I’ve really been letting the blogging slip. I could have come back from HESFES and regaled you with tales of children climbing Landrovers and photos of the crafty things I made, but somehow I was just too worn out.
But here we are back at the political stuff. Tuesday sees the first meeting of the Surrey County Council Elective Home Education Working Group. EHE Policy type documents were sent out to members of the group and I’ve just trawled through each of them to see what they have right and what (a much longer list) they have dreadfully wrong. The LAs in question are (in alphabetical order) Bedfordshire (Central), County Durham, Croydon, Hampshire, Hounslow, Milton Keynes and Reading. The Milton Keynes document is the clear winner as the only one to get the law right, all the others claim a duty to ensure that children receive a suitable education. In case you wondering, no they most certainly do NOT have such a duty. “The legal duty of LEAs is concerned only with children who appear not to be receiving a suitable education.”
Now you may be wondering what the difference is so let me give you an analogy.
Suppose LAs have a specific duty where it appears that a child is being malnourished. What would that mean? Would it mean that:
A - when it comes to their attention (via all the usual channels, medical professionals, friends, family, neighbours, even teachers) that a child appears unhealthily thin or is suffering from a medical condition associated with malnutrition or is stating that they are being starved, the LA makes enquiries.
or
B - the LA insists on annual kitchen visits and parents providing an eating diary and a menu plan for the next 12 months to ensure that ALL children are being properly fed.
Obviously B is the stuff of madness but that is the subtle difference between a duty ONLY when there appears to be a problem and the assumed duty to ENSURE something in all cases. Only because Home Educators, more specifically Home Educators known to their LA, are such a small group can such an approach have been attempted even in the days of apparently unlimited government money. Now, with local funding being slashed I would contend that approach B is utterly unacceptable just from a value for money POV.
Of the councils listed above I have to say that Central Bedfordshire is the worst of the bunch, they seem to know what the law says but proceed to ignore it all and do what they want with assessment criteria based on a strict school at home model, curriculum this and curriculum that and even a 20 Hr time table! They even claim that parents have “a responsibility to ensure that [ECM] goals are secured” which is complete hogwash!

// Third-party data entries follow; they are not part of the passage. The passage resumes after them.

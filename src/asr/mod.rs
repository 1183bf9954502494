//! ASR Engine Adapter: a thread-safe handle over the decoder.
//!
//! This server needs only one decoder, not a swappable multi-backend
//! registry, so the `OnceCell`-backed global and the `Arc<dyn SpeechToAsr>`
//! handle remain but there's no runtime adapter selection.

pub mod scheduler;
pub mod whisper;

pub use scheduler::AsrScheduler;
pub use whisper::WhisperAsr;

use async_trait::async_trait;

pub use crate::error::AsrError;

/// Decode options shared by partial and final calls.
#[derive(Debug, Clone, Copy)]
pub struct DecodeOpts {
    pub beam_size: i32,
    pub temperature: f32,
    pub no_speech_threshold: f32,
}

#[derive(Debug, Clone, Default)]
pub struct FinalResult {
    pub text: String,
    pub duration_ms: u64,
}

/// A thread-safe handle over a speech decoder.
#[async_trait]
pub trait SpeechToAsr: Send + Sync {
    fn name(&self) -> &'static str;

    /// Run a throwaway decode on silence so the first user turn isn't
    /// penalized by lazy init. Must complete before `/health` reports
    /// `asr_ready: true`.
    async fn warm_up(&self) -> Result<(), AsrError>;

    /// Fast, lower-beam decode over the accumulated audio so far. Called at
    /// most once at a time per session.
    async fn decode_partial(&self, audio: Vec<i16>, opts: DecodeOpts) -> Result<String, AsrError>;

    /// Exactly one call per completed utterance.
    async fn decode_final(
        &self,
        audio: Vec<i16>,
        opts: DecodeOpts,
    ) -> Result<FinalResult, AsrError>;
}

Hampshire makes the basic assumed duty mistake and is a bit too comfortable pushing visits and carrying on like they have a duty to monitor (which they don’t). Reading, more of the same really as is County Durham/Hounslow (someone has been copy/pasting as the two documents are almost identical!). Croydon, well they kick off in the first paragraph telling parents that school is best, yeah guys, way to build a positive and mutually respectful relationship NOT! Maybe because the document goes on so long they keep making mistakes (or is that telling lies?) and the forms in Appendix D are outrageous. Think I’ll award them second place in the dishonest and power crazed list.
All in all I think I’ll be strongly suggesting using Milton Keynes for the legal duties bits and other than that starting from scratch. No quick and easy copy/paste, the Surrey policy will need writing the hard way.